Quick start
Welcome to the propr
GitHub page!
The bioinformatic evaluation of gene co-expression often begins with correlation-based analyses. However, this approach lacks statistical validity when applied to relative count data. This includes, for example, those biological data produced by microarray assays or high-throughput RNA-sequencing. This package provides a set of functions for measuring dependence between relative features using compositional data analysis.
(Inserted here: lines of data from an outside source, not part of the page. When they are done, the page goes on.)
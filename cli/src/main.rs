//! rayconfig CLI - Raycast config decryption and note export tool

use std::ffi::OsString;
use std::fs;
use std::path::{Path, PathBuf};

use clap::{Parser, Subcommand};
use colored::Colorize;
use indicatif::{ProgressBar, ProgressStyle};

use rayconfig::{
    decrypt_file, detect_format_from_path, encrypt_bytes, load_config, ExportOptions,
    InputFormat, NoteExporter, NoteOutcome,
};

/// Environment variable the password may be read from.
const PASSWORD_ENV: &str = "RAYCONFIG_PASSWORD";

#[derive(Parser)]
#[command(name = "rayconfig")]
#[command(version)]
#[command(about = "Decrypt Raycast config exports and extract notes to Markdown", long_about = None)]
struct Cli {
    #[command(subcommand)]
    command: Commands,
}

#[derive(Subcommand)]
enum Commands {
    /// Decrypt a .rayconfig export to JSON
    Decrypt {
        /// Encrypted .rayconfig file
        #[arg(value_name = "FILE")]
        input: PathBuf,

        /// Export password
        #[arg(short, long, env = PASSWORD_ENV, hide_env_values = true)]
        password: String,

        /// Output file (defaults to <FILE>.json)
        #[arg(short, long, value_name = "FILE")]
        output: Option<PathBuf>,
    },

    /// Encrypt config JSON into a .rayconfig export
    Encrypt {
        /// Decrypted config JSON
        #[arg(value_name = "FILE")]
        input: PathBuf,

        /// Export password
        #[arg(short, long, env = PASSWORD_ENV, hide_env_values = true)]
        password: String,

        /// Output file (defaults to <FILE> with a .rayconfig extension)
        #[arg(short, long, value_name = "FILE")]
        output: Option<PathBuf>,
    },

    /// Write every note in a config as a Markdown file
    ///
    /// Notes that are skipped or fail to export are listed in the summary
    /// and do not change the exit status.
    #[command(alias = "notes")]
    ParseNotes {
        /// Encrypted .rayconfig file or decrypted JSON
        #[arg(value_name = "FILE")]
        input: PathBuf,

        /// Export password (only needed for encrypted input)
        #[arg(short, long, env = PASSWORD_ENV, hide_env_values = true)]
        password: Option<String>,

        /// Output directory
        #[arg(short, long, value_name = "DIR", default_value = rayconfig::export::DEFAULT_OUTPUT_DIR)]
        output: PathBuf,

        /// Render notes one at a time
        #[arg(long)]
        sequential: bool,
    },

    /// Show version information
    Version,
}

fn main() {
    env_logger::init();

    let cli = Cli::parse();

    let result = match cli.command {
        Commands::Decrypt {
            input,
            password,
            output,
        } => cmd_decrypt(&input, &password, output.as_deref()),
        Commands::Encrypt {
            input,
            password,
            output,
        } => cmd_encrypt(&input, &password, output.as_deref()),
        Commands::ParseNotes {
            input,
            password,
            output,
            sequential,
        } => cmd_parse_notes(&input, password.as_deref(), &output, sequential),
        Commands::Version => {
            cmd_version();
            Ok(())
        }
    };

    if let Err(e) = result {
        eprintln!("{}: {}", "Error".red().bold(), e);
        std::process::exit(1);
    }
}

fn cmd_decrypt(
    input: &Path,
    password: &str,
    output: Option<&Path>,
) -> Result<(), Box<dyn std::error::Error>> {
    let json = decrypt_file(input, password)?;

    let path = output
        .map(Path::to_path_buf)
        .unwrap_or_else(|| decrypted_path(input));
    fs::write(&path, json)?;
    println!("{} {}", "Saved to".green(), path.display());

    Ok(())
}

fn cmd_encrypt(
    input: &Path,
    password: &str,
    output: Option<&Path>,
) -> Result<(), Box<dyn std::error::Error>> {
    let json = fs::read(input)?;
    ensure_json(&json)?;

    let path = output
        .map(Path::to_path_buf)
        .unwrap_or_else(|| encrypted_path(input));
    fs::write(&path, encrypt_bytes(&json, password)?)?;
    println!("{} {}", "Saved to".green(), path.display());

    Ok(())
}

fn cmd_parse_notes(
    input: &Path,
    password: Option<&str>,
    output: &Path,
    sequential: bool,
) -> Result<(), Box<dyn std::error::Error>> {
    if detect_format_from_path(input)? == InputFormat::Encrypted && password.is_none() {
        return Err(format!(
            "{} is encrypted; pass --password or set {}",
            input.display(),
            PASSWORD_ENV
        )
        .into());
    }

    let config = load_config(input, password)?;
    let notes = config.require_notes()?;
    log::debug!("Loaded {} notes from {}", notes.len(), input.display());

    let options = ExportOptions::new()
        .with_output_dir(output)
        .with_parallel(!sequential);
    let exporter = NoteExporter::new(options);

    let pb = ProgressBar::new(notes.len() as u64);
    pb.set_style(
        ProgressStyle::default_bar()
            .template("{spinner:.green} [{bar:40.cyan/blue}] {pos}/{len} {msg}")?
            .progress_chars("#>-"),
    );
    pb.set_message("Rendering notes...");

    let report = exporter.export_with(&notes, |_| pb.inc(1))?;
    pb.finish_with_message("Done!");

    for result in &report.results {
        match &result.outcome {
            NoteOutcome::Saved(_) => {}
            NoteOutcome::Skipped(reason) => {
                println!("{} {}", "Skipped".yellow(), reason);
            }
            NoteOutcome::Failed(e) => {
                println!("{} {}: {}", "Failed".red(), result.title, e);
            }
        }
    }

    println!(
        "\n{} {} notes saved to {}",
        "Done!".green().bold(),
        report.saved_count(),
        output.display()
    );
    if report.skipped_count() > 0 {
        println!("  {} {} skipped", "├─".dimmed(), report.skipped_count());
    }
    if report.failed_count() > 0 {
        println!("  {} {} failed", "└─".dimmed(), report.failed_count());
    }

    Ok(())
}

fn cmd_version() {
    println!("{} {}", "rayconfig".cyan().bold(), env!("CARGO_PKG_VERSION"));
    println!("Raycast config decryption and note export tool");
}

/// Reject input that is not JSON before encrypting it.
fn ensure_json(json: &[u8]) -> Result<(), Box<dyn std::error::Error>> {
    let config = rayconfig::RayConfig::from_json_bytes(json);
    config.json()?;
    Ok(())
}

/// `<input>.json` next to the input file.
fn decrypted_path(input: &Path) -> PathBuf {
    let mut name: OsString = input.as_os_str().to_owned();
    name.push(".json");
    PathBuf::from(name)
}

/// The input path with `.rayconfig` in place of `.json`.
///
/// `Raycast.rayconfig.json`, as written by `decrypt`, maps back to
/// `Raycast.rayconfig`.
fn encrypted_path(input: &Path) -> PathBuf {
    let stem = input.with_extension("");
    if stem.extension().is_some_and(|ext| ext == "rayconfig") {
        stem
    } else {
        input.with_extension("rayconfig")
    }
}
Specifically, this package implements two measures of proportionality, φ and ρ, introduced in Lovell 2015 and expounded in Erb 2016. You can get started with propr
by installing the most up-to-date version of this package directly from GitHub.
library(devtools)
devtools::install_github("tpq/propr")
library(propr)
The principal functions in propr
include: (1) phit
, for the calculation of φ, and (2) perb
, for the calculation of ρ. In the example below, we calculate these proportionality metrics for a simulated dataset, printing the results as a proportionality matrix and then as a pairwise summary. We refer you to the official package vignette for a comprehensive discussion of compositional data, proportionality, and everything this package has to offer.
set.seed(12345)
N <- 10
data.absolute <- data.frame(a=(1:N), b=(1:N) * rnorm(N, 10, 0.1),
c=(N:1), d=(N:1) * rnorm(N, 10, 1.0))
data.relative <- data.absolute / colSums(data.absolute)
Calculate φ
phi <- phit(data.relative)
## Calculating all phi for actual counts...
phi@matrix
## a b c d
## a 0.000000000 0.001894476 3.95056338 4.02312199
## b 0.001894476 0.000000000 3.97849497 4.05353543
## c 3.950563382 3.978494970 0.00000000 0.01119647
## d 4.023121991 4.053535432 0.01119647 0.00000000
phi@pairs
## feature1 feature2 prop
## 1 a b 0.001894476
## 2 c d 0.011196465
## 3 a c 3.950563382
## 4 b c 3.978494970
## 5 a d 4.023121991
## 6 b d 4.053535432
Calculate ρ
rho <- perb(data.relative)
## Calculating all rho for actual counts...
rho@matrix
## a b c d
## a 1.0000000 0.9990459 -0.9985539 -0.9982335
## b 0.9990459 1.0000000 -0.9981875 -0.9985699
## c -0.9985539 -0.9981875 1.0000000 0.9945048
## d -0.9982335 -0.9985699 0.9945048 1.0000000
rho@pairs
## feature1 feature2 prop
## 1 a b 0.9990459
## 2 b d -0.9985699
## 3 a c -0.9985539
## 4 a d -0.9982335
## 5 b c -0.9981875
## 6 c d 0.9945048
References
Erb, I. & Notredame, C. 2016. How should we measure proportionality on relative gene expression data? Theory Biosci.
Lovell, D. et al. 2015. Proportionality: A Valid Alternative to Correlation for Relative Data. PLoS Comput Biol 11.